Michigan State: Five things we learned
Quarterback issue needs to be addressed: Coach Mark Dantonio said he doesn’t want a quarterback controversy, but that might be exactly what he is dealing with after pulling fifth-year senior Tyler O’Connor in the fourth quarter in favor of junior Damion Terry. By his own admission, Dantonio said the issues on offense Saturday against BYU weren’t O’Connor but that he was simply trying to spark the stagnant offense. It didn’t work right away as Terry was intercepted on his first drive before leading MSU to its second touchdown with the game already out of reach. While the move was cheered by fans when it happened, it’s difficult to say if it’s a move Dantonio will make permanent. Terry had his issues, as well, and O’Connor was hurt again by dropped passes, two coming from Monty Madaris. There’s not an easy answer and there’s no guarantee a change will suddenly result in wins. And there’s the matter of whether redshirt freshman Brian Lewerke gets a shot, or if none of it matters because MSU will be looking for freshman Messiah deWeaver to take over next year. Whatever the answer, it’s clear, the QB position is a bit of a mess right now.
Play-calling is an issue, too: The offense overall is a mess, too. Michigan State opened the game with a 15-play drive that ended with an 8-yard touchdown run from Gerald Holmes that gave it an early 7-0 lead. It was a balanced drive that saw O’Connor go 6-for-8 and throw on first down three times. After that, however, co-offensive coordinator Dave Warner went back into a shell and took the ball out of O’Connor’s hands. Michigan State had only three more drives in the first half and threw the ball a grand total of one time. Its last two drives of the first half featured eight runs and two punts, with Warner saying field position dictated the calls, forgetting apparently that a 16-yard run from Holmes gave MSU a first down at its 22, only to see three straight runs before another punt. Dantonio scoffed at the notion he would take over play-calling duties from Warner, but as it stands, there seems to be as much blame on the game plan as there is on the players and the execution.
Offensive line badlybeaten: None of the previous issues let the men up front off the hook. The offensive line was beaten by a BYU defensive front that entered the game allowing 444.2 total yards a game and 134 on the ground. MSU, however, managed to rush for just 85 yards. And if that wasn’t enough, Michigan State quarterbacks were sacked three times as the Spartans did little against the 120th ranked passing defense in the nation. The Spartans shuffled things up front this week as Brandon Clemons moved from offensive guard to play defense. That led to redshirt freshman Tyler Higby getting his first start as fifth-year senior Kodi Kieler moved to left tackle. None of the movement seemed to help as the Spartans were beaten up front, something that is becoming a trend this season.

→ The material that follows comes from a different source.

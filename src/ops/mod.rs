pub mod board_ops;
pub mod chain;
pub mod check;
pub mod link_ops;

Defense nearly as bad as the offense: The defense is hardly getting off scot-free, even though it has been dealing with injuries. Linebackers Riley Bullough and Jon Reschke were out again, as was defensive tackle Raequan Williams. However, the Spartans followed another solid first half with another poor second. Michigan State allowed 28 second-half points, including 21 in the third quarter, and failed to sack the quarterback for the second straight game. Add in an abysmal 10-for-16 for BYU on third-down conversions and Michigan State’s defense is playing at a level that is nearly matching the offense in frustration. The lack of pressure on the quarterback might be the biggest problem, and when one of your safeties (Montae Nicholson) finishes with 17 tackles — many of them downfield — it’s a pretty good sign your defensive line is struggling.
Punt units not doing the job: Special teams continue to be anything but special for Michigan State. There were no egregious errors this week as no snaps were botched and Michael Geiger didn’t miss any field goals — of course, he didn’t attempt any, either. But the punting of sophomore Jake Hartbarger was poor as he averaged just 37.8 yards on five punts and often left BYU with solid field position. Add in the fact a Michigan State punt return is judged successful as long as the possession changes, and it’s a special teams unit that has no chance of being explosive. The coaches have talked about players that could be difference-makers returning kicks, but they’ve gotten little to no opportunities as the conservative approach has been winning out.